__MATERIAL TO PROCESS__
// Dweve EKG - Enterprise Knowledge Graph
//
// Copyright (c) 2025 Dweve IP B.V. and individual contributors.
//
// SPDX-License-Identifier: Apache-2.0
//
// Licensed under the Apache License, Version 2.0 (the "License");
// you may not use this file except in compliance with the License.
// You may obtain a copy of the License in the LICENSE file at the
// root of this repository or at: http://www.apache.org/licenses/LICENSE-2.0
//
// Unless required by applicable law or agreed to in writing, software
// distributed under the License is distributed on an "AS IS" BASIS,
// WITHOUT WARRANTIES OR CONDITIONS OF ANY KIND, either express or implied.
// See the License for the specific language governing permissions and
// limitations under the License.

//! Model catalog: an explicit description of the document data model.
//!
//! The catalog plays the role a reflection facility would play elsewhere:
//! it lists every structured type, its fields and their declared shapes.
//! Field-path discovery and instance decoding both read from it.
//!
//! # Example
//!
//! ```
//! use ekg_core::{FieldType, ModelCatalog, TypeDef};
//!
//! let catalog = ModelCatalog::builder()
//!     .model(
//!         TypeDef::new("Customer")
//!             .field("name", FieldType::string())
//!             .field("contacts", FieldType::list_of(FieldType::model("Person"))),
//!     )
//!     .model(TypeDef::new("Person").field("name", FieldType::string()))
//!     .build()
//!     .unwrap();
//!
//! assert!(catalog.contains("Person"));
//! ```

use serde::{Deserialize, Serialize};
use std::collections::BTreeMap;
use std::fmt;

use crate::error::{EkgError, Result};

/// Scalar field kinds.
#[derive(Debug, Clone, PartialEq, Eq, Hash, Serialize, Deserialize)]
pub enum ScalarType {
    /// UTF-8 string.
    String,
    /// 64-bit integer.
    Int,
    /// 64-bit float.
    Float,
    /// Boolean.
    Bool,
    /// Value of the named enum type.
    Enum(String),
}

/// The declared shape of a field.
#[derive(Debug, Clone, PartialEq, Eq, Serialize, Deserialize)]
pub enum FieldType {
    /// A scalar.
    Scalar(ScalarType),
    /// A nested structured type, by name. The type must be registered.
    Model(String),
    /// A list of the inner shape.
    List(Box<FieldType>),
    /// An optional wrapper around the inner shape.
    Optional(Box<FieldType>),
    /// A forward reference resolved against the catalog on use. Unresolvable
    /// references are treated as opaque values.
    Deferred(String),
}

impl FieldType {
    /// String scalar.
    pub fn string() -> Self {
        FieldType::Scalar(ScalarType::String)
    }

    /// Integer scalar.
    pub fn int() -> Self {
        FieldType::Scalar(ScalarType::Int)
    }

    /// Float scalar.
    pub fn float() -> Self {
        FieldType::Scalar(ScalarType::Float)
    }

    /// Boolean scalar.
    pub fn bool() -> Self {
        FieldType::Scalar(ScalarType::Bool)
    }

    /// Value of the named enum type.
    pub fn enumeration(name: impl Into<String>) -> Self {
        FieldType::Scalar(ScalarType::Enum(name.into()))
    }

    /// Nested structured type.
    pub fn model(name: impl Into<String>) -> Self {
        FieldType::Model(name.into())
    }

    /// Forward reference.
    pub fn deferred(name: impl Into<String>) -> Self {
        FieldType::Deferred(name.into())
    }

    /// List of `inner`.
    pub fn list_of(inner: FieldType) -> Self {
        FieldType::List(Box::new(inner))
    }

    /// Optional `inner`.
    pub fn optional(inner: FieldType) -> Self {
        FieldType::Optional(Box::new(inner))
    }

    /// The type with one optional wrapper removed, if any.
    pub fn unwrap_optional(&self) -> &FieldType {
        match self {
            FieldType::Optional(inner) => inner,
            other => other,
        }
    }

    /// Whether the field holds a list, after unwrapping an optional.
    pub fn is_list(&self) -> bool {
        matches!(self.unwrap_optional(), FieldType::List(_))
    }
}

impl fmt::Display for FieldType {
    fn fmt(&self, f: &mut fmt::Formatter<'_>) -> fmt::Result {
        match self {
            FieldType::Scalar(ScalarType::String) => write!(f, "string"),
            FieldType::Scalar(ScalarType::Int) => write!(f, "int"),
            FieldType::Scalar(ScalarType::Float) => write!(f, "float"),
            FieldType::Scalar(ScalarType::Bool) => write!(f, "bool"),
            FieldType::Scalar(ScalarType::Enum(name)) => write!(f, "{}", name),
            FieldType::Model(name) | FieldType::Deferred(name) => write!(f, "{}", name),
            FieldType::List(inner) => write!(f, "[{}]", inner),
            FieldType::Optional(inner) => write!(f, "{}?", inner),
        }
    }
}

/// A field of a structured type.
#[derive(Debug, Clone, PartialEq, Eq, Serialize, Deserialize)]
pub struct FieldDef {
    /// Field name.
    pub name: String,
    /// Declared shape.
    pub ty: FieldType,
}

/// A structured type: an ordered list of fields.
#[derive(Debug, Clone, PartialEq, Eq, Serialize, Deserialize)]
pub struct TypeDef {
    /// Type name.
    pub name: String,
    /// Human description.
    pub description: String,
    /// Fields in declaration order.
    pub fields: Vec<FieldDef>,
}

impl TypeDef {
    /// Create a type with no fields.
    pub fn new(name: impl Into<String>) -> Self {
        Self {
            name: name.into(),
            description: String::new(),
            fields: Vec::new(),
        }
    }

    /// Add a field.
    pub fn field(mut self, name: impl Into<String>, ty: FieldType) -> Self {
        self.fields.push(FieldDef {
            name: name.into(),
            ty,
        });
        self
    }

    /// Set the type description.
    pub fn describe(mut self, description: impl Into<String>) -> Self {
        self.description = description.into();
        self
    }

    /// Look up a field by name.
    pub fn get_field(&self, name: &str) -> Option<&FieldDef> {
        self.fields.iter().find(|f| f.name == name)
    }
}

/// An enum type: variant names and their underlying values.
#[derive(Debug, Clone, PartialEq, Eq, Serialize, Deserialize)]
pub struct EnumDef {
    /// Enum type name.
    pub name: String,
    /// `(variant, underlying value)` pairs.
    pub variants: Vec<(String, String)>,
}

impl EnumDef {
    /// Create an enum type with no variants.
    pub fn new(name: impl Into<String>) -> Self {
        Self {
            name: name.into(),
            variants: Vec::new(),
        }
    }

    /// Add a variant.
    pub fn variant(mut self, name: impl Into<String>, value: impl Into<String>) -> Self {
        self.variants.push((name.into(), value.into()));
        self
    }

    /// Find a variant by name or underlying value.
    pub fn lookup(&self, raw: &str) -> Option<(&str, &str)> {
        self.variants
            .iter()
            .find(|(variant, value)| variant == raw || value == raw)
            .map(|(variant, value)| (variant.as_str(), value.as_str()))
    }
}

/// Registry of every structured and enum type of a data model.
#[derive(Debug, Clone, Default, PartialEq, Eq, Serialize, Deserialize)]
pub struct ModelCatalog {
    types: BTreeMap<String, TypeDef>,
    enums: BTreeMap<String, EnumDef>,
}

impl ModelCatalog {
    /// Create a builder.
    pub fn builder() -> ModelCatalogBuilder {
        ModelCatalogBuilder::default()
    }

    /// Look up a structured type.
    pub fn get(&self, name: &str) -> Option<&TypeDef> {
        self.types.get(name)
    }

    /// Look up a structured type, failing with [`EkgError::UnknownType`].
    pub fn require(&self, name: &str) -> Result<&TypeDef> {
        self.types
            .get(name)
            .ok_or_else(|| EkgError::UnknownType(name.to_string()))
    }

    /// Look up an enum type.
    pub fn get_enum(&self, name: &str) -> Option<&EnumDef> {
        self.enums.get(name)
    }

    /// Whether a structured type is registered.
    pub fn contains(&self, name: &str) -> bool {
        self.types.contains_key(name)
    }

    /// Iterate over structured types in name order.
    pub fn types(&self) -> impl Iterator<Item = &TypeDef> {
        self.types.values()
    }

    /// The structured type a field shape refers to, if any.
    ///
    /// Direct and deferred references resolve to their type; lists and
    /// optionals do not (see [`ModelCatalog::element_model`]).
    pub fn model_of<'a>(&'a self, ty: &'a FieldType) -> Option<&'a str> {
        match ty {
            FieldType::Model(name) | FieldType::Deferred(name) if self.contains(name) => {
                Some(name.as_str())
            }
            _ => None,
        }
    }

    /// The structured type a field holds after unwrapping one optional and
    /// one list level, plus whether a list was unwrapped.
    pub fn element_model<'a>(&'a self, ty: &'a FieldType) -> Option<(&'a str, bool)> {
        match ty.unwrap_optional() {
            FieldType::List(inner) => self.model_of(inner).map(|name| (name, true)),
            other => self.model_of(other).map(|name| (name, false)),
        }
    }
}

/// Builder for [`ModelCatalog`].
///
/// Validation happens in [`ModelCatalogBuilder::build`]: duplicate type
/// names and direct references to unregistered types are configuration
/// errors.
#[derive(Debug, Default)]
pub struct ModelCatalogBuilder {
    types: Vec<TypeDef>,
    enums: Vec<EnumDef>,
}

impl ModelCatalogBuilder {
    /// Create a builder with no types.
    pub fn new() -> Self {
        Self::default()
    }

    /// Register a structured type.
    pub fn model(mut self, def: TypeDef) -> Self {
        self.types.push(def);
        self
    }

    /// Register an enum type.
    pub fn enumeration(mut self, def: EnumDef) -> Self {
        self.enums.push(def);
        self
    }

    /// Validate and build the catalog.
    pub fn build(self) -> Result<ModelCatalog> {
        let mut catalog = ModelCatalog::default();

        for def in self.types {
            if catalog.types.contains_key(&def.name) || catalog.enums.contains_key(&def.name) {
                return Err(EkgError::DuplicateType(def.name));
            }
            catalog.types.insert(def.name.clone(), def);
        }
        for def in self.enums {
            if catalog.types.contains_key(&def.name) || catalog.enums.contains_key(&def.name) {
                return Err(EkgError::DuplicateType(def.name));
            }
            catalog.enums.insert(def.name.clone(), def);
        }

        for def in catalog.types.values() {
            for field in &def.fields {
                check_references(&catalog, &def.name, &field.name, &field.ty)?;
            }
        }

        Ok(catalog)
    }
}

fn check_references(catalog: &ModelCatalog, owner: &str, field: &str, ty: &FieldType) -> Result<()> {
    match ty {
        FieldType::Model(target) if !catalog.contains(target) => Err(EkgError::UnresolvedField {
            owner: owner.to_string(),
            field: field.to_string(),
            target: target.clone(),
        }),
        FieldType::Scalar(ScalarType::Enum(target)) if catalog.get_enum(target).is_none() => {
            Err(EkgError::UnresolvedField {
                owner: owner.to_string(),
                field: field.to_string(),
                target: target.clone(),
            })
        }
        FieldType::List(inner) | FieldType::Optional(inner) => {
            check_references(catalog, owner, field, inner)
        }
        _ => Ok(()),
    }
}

__INSTRUCTIONS FOR THE TASK__
Write out a verbatim copy of the data, beginning with its first line and ending with the line that contains "file at the".

__SOLUTION FOR THIS EXERCISE__
// Dweve EKG - Enterprise Knowledge Graph
//
// Copyright (c) 2025 Dweve IP B.V. and individual contributors.
//
// SPDX-License-Identifier: Apache-2.0
//
// Licensed under the Apache License, Version 2.0 (the "License");
// you may not use this file except in compliance with the License.
// You may obtain a copy of the License in the LICENSE file at the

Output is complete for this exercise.